* MATERIAL FOR THIS EXERCISE:
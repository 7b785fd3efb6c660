use std::collections::HashMap;
use std::ops::Range;

use itertools::Itertools;
use thiserror::Error;
use tracing::warn;

use super::packet::Packet;
use super::types::{crc5_check, Pid};

type SymbolTable = &'static [(u64, &'static str)];

#[derive(Debug, Clone, Copy)]
pub enum Symbols {
    Raw,
    Table(SymbolTable),
    /// The table only applies when an earlier field holds the given value.
    When {
        field: &'static str,
        equals: u64,
        table: SymbolTable,
    },
}

/// Describes a bit field of a packet payload. Bits are numbered from the LSB
/// of the first payload byte, multi-byte fields being little endian.
#[derive(Debug, Clone)]
pub struct FieldSpec {
    pub name: &'static str,
    pub description: &'static str,
    pub bits: Range<u32>,
    pub symbols: Symbols,
}

#[derive(Debug, Clone, PartialEq)]
pub struct Field {
    pub name: &'static str,
    pub description: &'static str,
    pub raw: u64,
    pub symbol: Option<&'static str>,
    /// Position of the field in its table.
    pub order: usize,
}

#[derive(Error, Debug, PartialEq)]
pub enum FieldError {
    #[error("payload holds {actual} byte(s), {needed} needed")]
    Truncated { needed: usize, actual: usize },
}

#[derive(Debug, Clone, Default, PartialEq)]
pub struct Fields(HashMap<&'static str, Field>);

impl Fields {
    pub fn get(&self, name: &str) -> Option<&Field> {
        self.0.get(name)
    }

    pub fn len(&self) -> usize {
        self.0.len()
    }

    pub fn is_empty(&self) -> bool {
        self.0.is_empty()
    }

    /// Fields in the order their table declares them.
    pub fn iter(&self) -> impl Iterator<Item = &Field> {
        self.0.values().sorted_by_key(|field| field.order)
    }
}

const TOKEN_TYPES: [Pid; 4] = [Pid::Out, Pid::In, Pid::Setup, Pid::Ping];

pub const TOKEN_FIELDS: &[FieldSpec] = &[
    FieldSpec {
        name: "ADDR",
        description: "Device address",
        bits: 0..7,
        symbols: Symbols::Raw,
    },
    FieldSpec {
        name: "ENDP",
        description: "Endpoint number",
        bits: 7..11,
        symbols: Symbols::Raw,
    },
    FieldSpec {
        name: "CRC5",
        description: "Token CRC",
        bits: 11..16,
        symbols: Symbols::Raw,
    },
];

pub const SOF_FIELDS: &[FieldSpec] = &[
    FieldSpec {
        name: "FRAME",
        description: "Frame number",
        bits: 0..11,
        symbols: Symbols::Raw,
    },
    FieldSpec {
        name: "CRC5",
        description: "Token CRC",
        bits: 11..16,
        symbols: Symbols::Raw,
    },
];

const STANDARD_REQUESTS: SymbolTable = &[
    (0x00, "GET_STATUS"),
    (0x01, "CLEAR_FEATURE"),
    (0x03, "SET_FEATURE"),
    (0x05, "SET_ADDRESS"),
    (0x06, "GET_DESCRIPTOR"),
    (0x07, "SET_DESCRIPTOR"),
    (0x08, "GET_CONFIGURATION"),
    (0x09, "SET_CONFIGURATION"),
    (0x0A, "GET_INTERFACE"),
    (0x0B, "SET_INTERFACE"),
    (0x0C, "SYNC_FRAME"),
];

/// Device request carried by the data stage of a SETUP transaction (USB 2.0 table 9-2).
pub const SETUP_FIELDS: &[FieldSpec] = &[
    FieldSpec {
        name: "bmRequestType:dir",
        description: "Data transfer direction",
        bits: 7..8,
        symbols: Symbols::Table(&[(0, "Host-to-device"), (1, "Device-to-host")]),
    },
    FieldSpec {
        name: "bmRequestType:type",
        description: "Request type",
        bits: 5..7,
        symbols: Symbols::Table(&[(0, "Standard"), (1, "Class"), (2, "Vendor")]),
    },
    FieldSpec {
        name: "bmRequestType:rcp",
        description: "Recipient",
        bits: 0..5,
        symbols: Symbols::Table(&[
            (0, "Device"),
            (1, "Interface"),
            (2, "Endpoint"),
            (3, "Other"),
        ]),
    },
    FieldSpec {
        name: "bRequest",
        description: "Request",
        bits: 8..16,
        symbols: Symbols::When {
            field: "bmRequestType:type",
            equals: 0,
            table: STANDARD_REQUESTS,
        },
    },
    FieldSpec {
        name: "wValue",
        description: "Value",
        bits: 16..32,
        symbols: Symbols::Raw,
    },
    FieldSpec {
        name: "wIndex",
        description: "Index or offset",
        bits: 32..48,
        symbols: Symbols::Raw,
    },
    FieldSpec {
        name: "wLength",
        description: "Number of bytes to transfer",
        bits: 48..64,
        symbols: Symbols::Raw,
    },
];

fn extract(data: &[u8], bits: &Range<u32>) -> u64 {
    let width = bits.end - bits.start;
    let first = (bits.start / 8) as usize;
    let last = ((bits.end + 7) / 8) as usize;
    let word = data[first..last]
        .iter()
        .rev()
        .fold(0u128, |acc, &b| (acc << 8) | u128::from(b));
    let value = word >> (bits.start % 8);
    (value & ((1u128 << width) - 1)) as u64
}

fn lookup(table: SymbolTable, raw: u64) -> Option<&'static str> {
    table
        .iter()
        .find(|(value, _)| *value == raw)
        .map(|(_, symbol)| *symbol)
}

/// Decodes `data` according to `specs`.
pub fn parse(specs: &[FieldSpec], data: &[u8]) -> Result<Fields, FieldError> {
    let needed = specs
        .iter()
        .map(|spec| ((spec.bits.end + 7) / 8) as usize)
        .max()
        .unwrap_or(0);
    if data.len() < needed {
        return Err(FieldError::Truncated {
            needed,
            actual: data.len(),
        });
    }

    let mut fields = Fields::default();
    for (order, spec) in specs.iter().enumerate() {
        let raw = extract(data, &spec.bits);
        let table = match spec.symbols {
            Symbols::Raw => None,
            Symbols::Table(table) => Some(table),
            Symbols::When {
                field,
                equals,
                table,
            } => Some(table).filter(|_| fields.get(field).map(|f| f.raw) == Some(equals)),
        };
        let symbol = table.and_then(|table| {
            let symbol = lookup(table, raw);
            if symbol.is_none() {
                warn!("{} holds unknown value {:#x}", spec.name, raw);
            }
            symbol
        });

        fields.0.insert(
            spec.name,
            Field {
                name: spec.name,
                description: spec.description,
                raw,
                symbol,
                order,
            },
        );
    }
    Ok(fields)
}

#[derive(Debug, PartialEq)]
enum TransactionState {
    Idle,
    Setup,
}

/// Attaches fields to the packets whose meaning is known from their PID and
/// from the packet preceding them.
pub fn annotate(packets: &mut [Packet]) {
    let mut transaction_state = TransactionState::Idle;

    for packet in packets.iter_mut() {
        let kind = if packet.is_invalid { None } else { packet.kind() };
        let previous = std::mem::replace(&mut transaction_state, TransactionState::Idle);

        let specs = match kind {
            Some(Pid::Setup) => {
                transaction_state = TransactionState::Setup;
                TOKEN_FIELDS
            }
            Some(pid) if TOKEN_TYPES.contains(&pid) => TOKEN_FIELDS,
            Some(Pid::Sof) => SOF_FIELDS,
            Some(Pid::Data0) if previous == TransactionState::Setup => SETUP_FIELDS,
            _ => continue,
        };

        let has_crc5 = specs.iter().any(|spec| spec.name == "CRC5");
        if has_crc5 && packet.payload().len() == 2 && !crc5_check(packet.payload()) {
            warn!(
                "[{:.9}] {} CRC5 mismatch over {:02x?}",
                packet.start_time(),
                packet.pid_name().unwrap_or("?"),
                packet.payload()
            );
        }

        match parse(specs, packet.payload()) {
            Ok(fields) => packet.fields = Some(fields),
            Err(e) => warn!(
                "[{:.9}] {} fields not decoded: {}",
                packet.start_time(),
                packet.pid_name().unwrap_or("?"),
                e
            ),
        }
    }
}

* THE TASK:
Retype the records, line for line.

* TASK ANSWER:
repository 7b785fd3efb6c660
use std::collections::HashMap;
use std::ops::Range;

use itertools::Itertools;
use thiserror::Error;
use tracing::warn;

use super::packet::Packet;
use super::types::{crc5_check, Pid};

type SymbolTable = &'static [(u64, &'static str)];

#[derive(Debug, Clone, Copy)]
pub enum Symbols {
    Raw,
    Table(SymbolTable),
    /// The table only applies when an earlier field holds the given value.
    When {
        field: &'static str,
        equals: u64,
        table: SymbolTable,
    },
}

/// Describes a bit field of a packet payload. Bits are numbered from the LSB
/// of the first payload byte, multi-byte fields being little endian.
#[derive(Debug, Clone)]
pub struct FieldSpec {
    pub name: &'static str,
    pub description: &'static str,
    pub bits: Range<u32>,
    pub symbols: Symbols,
}

#[derive(Debug, Clone, PartialEq)]
pub struct Field {
    pub name: &'static str,
    pub description: &'static str,
    pub raw: u64,
    pub symbol: Option<&'static str>,
    /// Position of the field in its table.
    pub order: usize,
}

#[derive(Error, Debug, PartialEq)]
pub enum FieldError {
    #[error("payload holds {actual} byte(s), {needed} needed")]
    Truncated { needed: usize, actual: usize },
}

#[derive(Debug, Clone, Default, PartialEq)]
pub struct Fields(HashMap<&'static str, Field>);

impl Fields {
    pub fn get(&self, name: &str) -> Option<&Field> {
        self.0.get(name)
    }

    pub fn len(&self) -> usize {
        self.0.len()
    }

    pub fn is_empty(&self) -> bool {
        self.0.is_empty()
    }

    /// Fields in the order their table declares them.
    pub fn iter(&self) -> impl Iterator<Item = &Field> {
        self.0.values().sorted_by_key(|field| field.order)
    }
}

const TOKEN_TYPES: [Pid; 4] = [Pid::Out, Pid::In, Pid::Setup, Pid::Ping];

pub const TOKEN_FIELDS: &[FieldSpec] = &[
    FieldSpec {
        name: "ADDR",
        description: "Device address",
        bits: 0..7,
        symbols: Symbols::Raw,
    },
    FieldSpec {
        name: "ENDP",
        description: "Endpoint number",
        bits: 7..11,
        symbols: Symbols::Raw,
    },
    FieldSpec {
        name: "CRC5",
        description: "Token CRC",
        bits: 11..16,
        symbols: Symbols::Raw,
    },
];

pub const SOF_FIELDS: &[FieldSpec] = &[
    FieldSpec {
        name: "FRAME",
        description: "Frame number",
        bits: 0..11,
        symbols: Symbols::Raw,
    },
    FieldSpec {
        name: "CRC5",
        description: "Token CRC",
        bits: 11..16,
        symbols: Symbols::Raw,
    },
];

const STANDARD_REQUESTS: SymbolTable = &[
    (0x00, "GET_STATUS"),
    (0x01, "CLEAR_FEATURE"),
    (0x03, "SET_FEATURE"),
    (0x05, "SET_ADDRESS"),
    (0x06, "GET_DESCRIPTOR"),
    (0x07, "SET_DESCRIPTOR"),
    (0x08, "GET_CONFIGURATION"),
    (0x09, "SET_CONFIGURATION"),
    (0x0A, "GET_INTERFACE"),
    (0x0B, "SET_INTERFACE"),
    (0x0C, "SYNC_FRAME"),
];

/// Device request carried by the data stage of a SETUP transaction (USB 2.0 table 9-2).
pub const SETUP_FIELDS: &[FieldSpec] = &[
    FieldSpec {
        name: "bmRequestType:dir",
        description: "Data transfer direction",
        bits: 7..8,
        symbols: Symbols::Table(&[(0, "Host-to-device"), (1, "Device-to-host")]),
    },
    FieldSpec {
        name: "bmRequestType:type",
        description: "Request type",
        bits: 5..7,
        symbols: Symbols::Table(&[(0, "Standard"), (1, "Class"), (2, "Vendor")]),
    },
    FieldSpec {
        name: "bmRequestType:rcp",
        description: "Recipient",
        bits: 0..5,
        symbols: Symbols::Table(&[
            (0, "Device"),
            (1, "Interface"),
            (2, "Endpoint"),
            (3, "Other"),
        ]),
    },
    FieldSpec {
        name: "bRequest",
        description: "Request",
        bits: 8..16,
        symbols: Symbols::When {
            field: "bmRequestType:type",
            equals: 0,
            table: STANDARD_REQUESTS,
        },
    },
    FieldSpec {
        name: "wValue",
        description: "Value",
        bits: 16..32,
        symbols: Symbols::Raw,
    },
    FieldSpec {
        name: "wIndex",
        description: "Index or offset",
        bits: 32..48,
        symbols: Symbols::Raw,
    },
    FieldSpec {
        name: "wLength",
        description: "Number of bytes to transfer",
        bits: 48..64,
        symbols: Symbols::Raw,
    },
];

fn extract(data: &[u8], bits: &Range<u32>) -> u64 {
    let width = bits.end - bits.start;
    let first = (bits.start / 8) as usize;
    let last = ((bits.end + 7) / 8) as usize;
    let word = data[first..last]
        .iter()
        .rev()
        .fold(0u128, |acc, &b| (acc << 8) | u128::from(b));
    let value = word >> (bits.start % 8);
    (value & ((1u128 << width) - 1)) as u64
}

fn lookup(table: SymbolTable, raw: u64) -> Option<&'static str> {
    table
        .iter()
        .find(|(value, _)| *value == raw)
        .map(|(_, symbol)| *symbol)
}

/// Decodes `data` according to `specs`.
pub fn parse(specs: &[FieldSpec], data: &[u8]) -> Result<Fields, FieldError> {
    let needed = specs
        .iter()
        .map(|spec| ((spec.bits.end + 7) / 8) as usize)
        .max()
        .unwrap_or(0);
    if data.len() < needed {
        return Err(FieldError::Truncated {
            needed,
            actual: data.len(),
        });
    }

    let mut fields = Fields::default();
    for (order, spec) in specs.iter().enumerate() {
        let raw = extract(data, &spec.bits);
        let table = match spec.symbols {
            Symbols::Raw => None,
            Symbols::Table(table) => Some(table),
            Symbols::When {
                field,
                equals,
                table,
            } => Some(table).filter(|_| fields.get(field).map(|f| f.raw) == Some(equals)),
        };
        let symbol = table.and_then(|table| {
            let symbol = lookup(table, raw);
            if symbol.is_none() {
                warn!("{} holds unknown value {:#x}", spec.name, raw);
            }
            symbol
        });

        fields.0.insert(
            spec.name,
            Field {
                name: spec.name,
                description: spec.description,
                raw,
                symbol,
                order,
            },
        );
    }
    Ok(fields)
}

#[derive(Debug, PartialEq)]
enum TransactionState {
    Idle,
    Setup,
}

/// Attaches fields to the packets whose meaning is known from their PID and
/// from the packet preceding them.
pub fn annotate(packets: &mut [Packet]) {
    let mut transaction_state = TransactionState::Idle;

    for packet in packets.iter_mut() {
        let kind = if packet.is_invalid { None } else { packet.kind() };
        let previous = std::mem::replace(&mut transaction_state, TransactionState::Idle);

        let specs = match kind {
            Some(Pid::Setup) => {
                transaction_state = TransactionState::Setup;
                TOKEN_FIELDS
            }
            Some(pid) if TOKEN_TYPES.contains(&pid) => TOKEN_FIELDS,
            Some(Pid::Sof) => SOF_FIELDS,
            Some(Pid::Data0) if previous == TransactionState::Setup => SETUP_FIELDS,
            _ => continue,
        };

        let has_crc5 = specs.iter().any(|spec| spec.name == "CRC5");
        if has_crc5 && packet.payload().len() == 2 && !crc5_check(packet.payload()) {
            warn!(
                "[{:.9}] {} CRC5 mismatch over {:02x?}",
                packet.start_time(),
                packet.pid_name().unwrap_or("?"),
                packet.payload()
            );
        }

        match parse(specs, packet.payload()) {
            Ok(fields) => packet.fields = Some(fields),
            Err(e) => warn!(
                "[{:.9}] {} fields not decoded: {}",
                packet.start_time(),
                packet.pid_name().unwrap_or("?"),
                e
            ),
        }
    }
}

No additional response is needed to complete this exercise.